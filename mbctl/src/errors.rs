use crate::db::errors::StorageError;
use axum::{
    http::StatusCode,
    response::{IntoResponse, Response},
};
use serde_json::json;
use thiserror::Error as ThisError;

#[derive(ThisError, Debug)]
pub enum Error {
    /// Authentication required but not provided
    #[error("Not authenticated")]
    Unauthenticated { message: Option<String> },

    /// Invalid request data or business rule violation
    #[error("{message}")]
    BadRequest { message: String },

    /// Requested resource not found
    #[error("{resource} with ID {id} not found")]
    NotFound { resource: String, id: String },

    /// Unknown model display name
    #[error("Configuration {name} does not exist")]
    ModelNotFound { name: String },

    /// A model's request template failed to compile
    #[error("Failed to compile request template for {model}")]
    TemplateCompilation { model: String, detail: String },

    /// Monthly usage ceiling reached for the user or global scope
    #[error("User has exceeded the user or global monthly usage limit")]
    Throttled,

    /// Non-2xx response from an upstream provider, surfaced verbatim
    #[error("Upstream provider returned status {status}")]
    Upstream {
        status: u16,
        body: Option<serde_json::Value>,
    },

    /// Generic internal service error
    #[error("Failed to {operation}")]
    Internal { operation: String },

    /// Storage operation error
    #[error(transparent)]
    Storage(#[from] StorageError),

    /// Unexpected error with full context chain
    #[error(transparent)]
    Other(#[from] anyhow::Error),
}

impl Error {
    pub fn status_code(&self) -> StatusCode {
        match self {
            Error::Unauthenticated { .. } => StatusCode::UNAUTHORIZED,
            // Unknown model names are a caller mistake, not a server fault
            Error::BadRequest { .. } | Error::ModelNotFound { .. } => StatusCode::BAD_REQUEST,
            Error::NotFound { .. } => StatusCode::NOT_FOUND,
            Error::Throttled => StatusCode::TOO_MANY_REQUESTS,
            Error::Upstream { status, .. } => {
                StatusCode::from_u16(*status).unwrap_or(StatusCode::BAD_GATEWAY)
            }
            Error::TemplateCompilation { .. } | Error::Internal { .. } => {
                StatusCode::INTERNAL_SERVER_ERROR
            }
            Error::Storage(err) => match err {
                StorageError::NotFound => StatusCode::NOT_FOUND,
                StorageError::Other(_) => StatusCode::INTERNAL_SERVER_ERROR,
            },
            Error::Other(_) => StatusCode::INTERNAL_SERVER_ERROR,
        }
    }

    /// Returns a user-safe error message, without leaking internal implementation details
    pub fn user_message(&self) -> String {
        match self {
            Error::Unauthenticated { message } => message
                .clone()
                .unwrap_or_else(|| "Authentication required".to_string()),
            Error::BadRequest { message } => message.clone(),
            Error::NotFound { resource, id } => format!("{resource} with ID {id} not found"),
            Error::ModelNotFound { name } => format!("Configuration {name} does not exist"),
            Error::TemplateCompilation { model, .. } => {
                format!("Failed to compile request template for {model}")
            }
            Error::Throttled => self.to_string(),
            Error::Upstream { status, .. } => format!("Upstream provider returned status {status}"),
            Error::Internal { .. } => "Internal server error".to_string(),
            Error::Storage(err) => match err {
                StorageError::NotFound => "Resource not found".to_string(),
                StorageError::Other(_) => "Storage error occurred".to_string(),
            },
            Error::Other(_) => "Internal server error".to_string(),
        }
    }
}

impl IntoResponse for Error {
    fn into_response(self) -> Response {
        // Log full error details for debugging - different log levels based on severity
        match &self {
            Error::Storage(StorageError::Other(_)) | Error::Internal { .. } | Error::Other(_) => {
                tracing::error!("Internal service error: {:#}", self);
            }
            Error::TemplateCompilation { model, detail } => {
                // The raw template detail is needed to diagnose what failed to parse
                tracing::error!(%model, %detail, "Template compilation failed");
            }
            Error::Unauthenticated { .. } => {
                tracing::info!("Authorization error: {}", self);
            }
            Error::Throttled => {
                tracing::warn!("Throttled request: {}", self);
            }
            Error::Upstream { status, .. } => {
                tracing::warn!(status = *status, "Upstream provider error");
            }
            Error::BadRequest { .. }
            | Error::NotFound { .. }
            | Error::ModelNotFound { .. }
            | Error::Storage(StorageError::NotFound) => {
                tracing::debug!("Client error: {}", self);
            }
        }

        let status = self.status_code();

        // Upstream failures carry the provider's own body through verbatim
        let body = match &self {
            Error::Upstream { body, .. } => json!({ "error": body }),
            _ => json!({ "error": self.user_message() }),
        };

        (status, axum::response::Json(body)).into_response()
    }
}

/// Convert from String errors (e.g., from external functions)
impl From<String> for Error {
    fn from(msg: String) -> Self {
        Error::Internal { operation: msg }
    }
}

/// Type alias for service operation results
pub type Result<T> = std::result::Result<T, Error>;
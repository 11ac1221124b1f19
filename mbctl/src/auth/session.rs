//! JWT session token creation and verification.

use chrono::Utc;
use jsonwebtoken::{DecodingKey, EncodingKey, Header, Validation, decode, encode};
use serde::{Deserialize, Serialize};

use crate::{auth::CurrentUser, config::Config, errors::Error};

/// JWT session claims
#[derive(Debug, Serialize, Deserialize)]
pub struct SessionClaims {
    pub sub: String,   // Subject (user ID)
    pub email: String, // User email
    pub exp: i64,      // Expiration time
    pub iat: i64,      // Issued at
}

impl SessionClaims {
    /// Create new session claims for a user
    pub fn new(user_id: &str, email: &str, config: &Config) -> Self {
        let now = Utc::now();
        let exp = now + config.jwt_expiry;

        Self {
            sub: user_id.to_string(),
            email: email.to_string(),
            exp: exp.timestamp(),
            iat: now.timestamp(),
        }
    }
}

impl From<SessionClaims> for CurrentUser {
    fn from(claims: SessionClaims) -> Self {
        Self {
            user_id: claims.sub,
            email: claims.email,
        }
    }
}

/// Create a JWT token for a user session
pub fn create_session_token(user_id: &str, email: &str, config: &Config) -> Result<String, Error> {
    let claims = SessionClaims::new(user_id, email, config);
    let secret_key = config.secret_key.as_ref().ok_or_else(|| Error::Internal {
        operation: "JWT sessions: secret_key is required".to_string(),
    })?;

    let key = EncodingKey::from_secret(secret_key.as_bytes());
    encode(&Header::default(), &claims, &key).map_err(|e| Error::Internal {
        operation: format!("create JWT: {e}"),
    })
}

/// Verify and decode a JWT session token
pub fn verify_session_token(token: &str, config: &Config) -> Result<CurrentUser, Error> {
    let secret_key = config.secret_key.as_ref().ok_or_else(|| Error::Internal {
        operation: "JWT sessions: secret_key is required".to_string(),
    })?;

    let key = DecodingKey::from_secret(secret_key.as_bytes());
    let validation = Validation::default();

    let token_data = decode::<SessionClaims>(token, &key, &validation).map_err(|e| match e.kind() {
        // Client errors (401) - malformed tokens, invalid claims, expired tokens
        jsonwebtoken::errors::ErrorKind::InvalidToken
        | jsonwebtoken::errors::ErrorKind::InvalidSignature
        | jsonwebtoken::errors::ErrorKind::ExpiredSignature
        | jsonwebtoken::errors::ErrorKind::MissingRequiredClaim(_)
        | jsonwebtoken::errors::ErrorKind::InvalidIssuer
        | jsonwebtoken::errors::ErrorKind::InvalidAudience
        | jsonwebtoken::errors::ErrorKind::InvalidSubject
        | jsonwebtoken::errors::ErrorKind::ImmatureSignature
        | jsonwebtoken::errors::ErrorKind::Base64(_)
        | jsonwebtoken::errors::ErrorKind::InvalidAlgorithm => {
            Error::Unauthenticated { message: None }
        }

        // Server errors (500) - key issues, internal failures
        jsonwebtoken::errors::ErrorKind::InvalidEcdsaKey
        | jsonwebtoken::errors::ErrorKind::InvalidRsaKey(_)
        | jsonwebtoken::errors::ErrorKind::RsaFailedSigning
        | jsonwebtoken::errors::ErrorKind::InvalidAlgorithmName
        | jsonwebtoken::errors::ErrorKind::InvalidKeyFormat
        | jsonwebtoken::errors::ErrorKind::MissingAlgorithm
        | jsonwebtoken::errors::ErrorKind::Json(_)
        | jsonwebtoken::errors::ErrorKind::Utf8(_)
        | jsonwebtoken::errors::ErrorKind::Crypto(_) => Error::Internal {
            operation: format!("JWT verification: {e}"),
        },

        // Catch-all for any future error variants (default to server error for safety)
        _ => Error::Internal {
            operation: format!("JWT verification (unknown error): {e}"),
        },
    })?;

    Ok(CurrentUser::from(token_data.claims))
}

**EXERCISE DIRECTIONS:**
Report every line of the preceding listing where the string "operation" occurs.

**REPLY TO THE TASK:**
    #[error("Failed to {operation}")]
    Internal { operation: String },
    /// Storage operation error
        Error::Internal { operation: msg }
/// Type alias for service operation results
        operation: "JWT sessions: secret_key is required".to_string(),
        operation: format!("create JWT: {e}"),
        operation: "JWT sessions: secret_key is required".to_string(),
            operation: format!("JWT verification: {e}"),
            operation: format!("JWT verification (unknown error): {e}"),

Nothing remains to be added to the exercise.